4. Sadari bahwa tidak ada drama bukan berarti tidak ada cinta
Kita perlu menyadari bahwa cinta yang sehat tidak selalu disertai ‘ledakan’ emosi. Ia hadir sebagai ruang yang aman dan penuh penerimaan. Itulah bentuk cinta yang dewasa — bukan yang membuatmu selalu bertanya-tanya, “Apakah aku dicintai?”
Baca Juga: 3 Penyakit Ini Sering Dialami Peserta Program Cek Kesehatan Gratis
Refleksi Emosional: Apakah Saya Siap Dicintai dengan Tenang?
Banyak orang tidak menyadari bahwa mereka menolak cinta yang sehat bukan karena tidak ada perasaan, melainkan karena sistem saraf mereka belum mengenali bentuk cinta yang aman. Ini bisa terjadi pada siapa pun — baik mereka yang tampak kuat secara emosional, maupun mereka yang sedang dalam fase pemulihan dari hubungan sebelumnya.
Penting untuk memahami bahwa kita tidak bisa menerima cinta yang tenang jika di dalam diri kita sendiri belum ada rasa aman. Maka dari itu, proses rekonstruksi kepercayaan, penyembuhan trauma, dan pelatihan respons emosional sangat penting.

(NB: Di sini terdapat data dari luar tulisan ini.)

//! # Version Control
//!
//! Commits the rewritten manifest and deployment YAML and pushes them.
//!
//! Every git invocation is best-effort: a failure is logged as a warning and
//! the next command still runs. Committing therefore never fails a project.

use std::path::Path;

use log::{info, warn};

use crate::command::{CommandRunner, ExternalCommand};
use crate::defaults::MANIFEST_FILE;
use crate::manifest::Manifest;
use crate::settings::Settings;

/// `Update <REPO> <env> deployments: app::version app::version ...`
pub fn commit_message(settings: &Settings, manifest: &Manifest) -> String {
    let entries: Vec<String> = manifest
        .records()
        .iter()
        .map(|r| format!("{}::{}", r.app, r.stored_version()))
        .collect();
    format!(
        "Update {} {} deployments: {}",
        settings.repo.to_uppercase(),
        settings.env,
        entries.join(" ")
    )
}

/// Manifest locations that may need staging, relative to the root.
fn manifest_candidates(settings: &Settings) -> Vec<String> {
    let env = settings.env_dir();
    let repo = &settings.repo;
    vec![
        format!("modules/{}/{}/{}", repo, env, MANIFEST_FILE),
        format!("{}_ci/modules/{}/{}/{}", repo, repo, env, MANIFEST_FILE),
    ]
}

/// Deployment YAML directories that may need staging, relative to the root.
fn yaml_dir_candidates(settings: &Settings) -> Vec<String> {
    let env = settings.env_dir();
    let repo = &settings.repo;
    let gitops = &settings.gitops_dir;
    vec![
        format!("../{}/{}/{}/base/", gitops, repo, env),
        format!("{}/{}/{}/base/", gitops, repo, env),
        format!("../{}/{}/base/", repo, env),
    ]
}

/// The git commands that stage, commit and push the rollout.
///
/// Only locations that exist under `root` are staged; YAML directories are
/// staged with a `*.yaml` pathspec.
pub fn plan_commands(root: &Path, settings: &Settings, manifest: &Manifest) -> Vec<ExternalCommand> {
    let git = |args: Vec<String>| {
        ExternalCommand::new(&settings.tools.git)
            .args(args)
            .current_dir(root)
    };

    let config_paths: Vec<String> = manifest_candidates(settings)
        .into_iter()
        .filter(|p| root.join(p).exists())
        .collect();
    let yaml_paths: Vec<String> = yaml_dir_candidates(settings)
        .into_iter()
        .filter(|d| root.join(d).exists())
        .map(|d| format!("{}*.yaml", d))
        .collect();

    if config_paths.is_empty() {
        warn!("No config file found to commit");
    }
    if yaml_paths.is_empty() {
        warn!("No YAML directory found to commit");
    }

    let mut commands: Vec<ExternalCommand> = config_paths
        .into_iter()
        .chain(yaml_paths)
        .map(|path| git(vec!["add".to_string(), path]))
        .collect();
    commands.push(git(vec![
        "commit".to_string(),
        "-m".to_string(),
        commit_message(settings, manifest),
    ]));
    commands.push(git(vec!["push".to_string()]));
    commands
}

/// Stages, commits and pushes. Failures are downgraded to warnings.
///
/// Always returns `true`.
pub fn commit_changes(
    root: &Path,
    settings: &Settings,
    manifest: &Manifest,
    runner: &dyn CommandRunner,
) -> bool {
    let commands = plan_commands(root, settings, manifest);

    info!("Git operations to perform:");
    for cmd in &commands {
        info!("  {}", cmd);
    }

    for cmd in &commands {
        match runner.run(cmd) {
            Ok(out) if out.success => {}
            Ok(out) => {
                warn!("Git operation failed: {}", out.output);
                warn!("Git command failed: {}", cmd);
            }
            Err(e) => {
                warn!("Git operation failed: {}", e);
                warn!("Git command failed: {}", cmd);
            }
        }
    }
    true
}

Cinta yang sehat tidak hadir sebagai letupan emosi yang menggelegar, melainkan sebagai ketenangan yang mengakar. Untuk mencapainya, dibutuhkan kesadaran, pembelajaran ulang, dan keberanian untuk keluar dari pola lama yang menyamakan konflik dengan cinta.
Bagi banyak orang, ini adalah perjalanan seumur hidup. Namun langkah pertama bisa dimulai hari ini: dengan menyadari bahwa kamu pantas dicintai, tanpa harus berjuang dulu untuk membuktikannya.
Jika kamu merasa tidak familiar dengan hubungan yang stabil, bukan karena kamu rusak, tapi karena kamu sedang dalam proses penyembuhan dan pelatihan ulang makna cinta.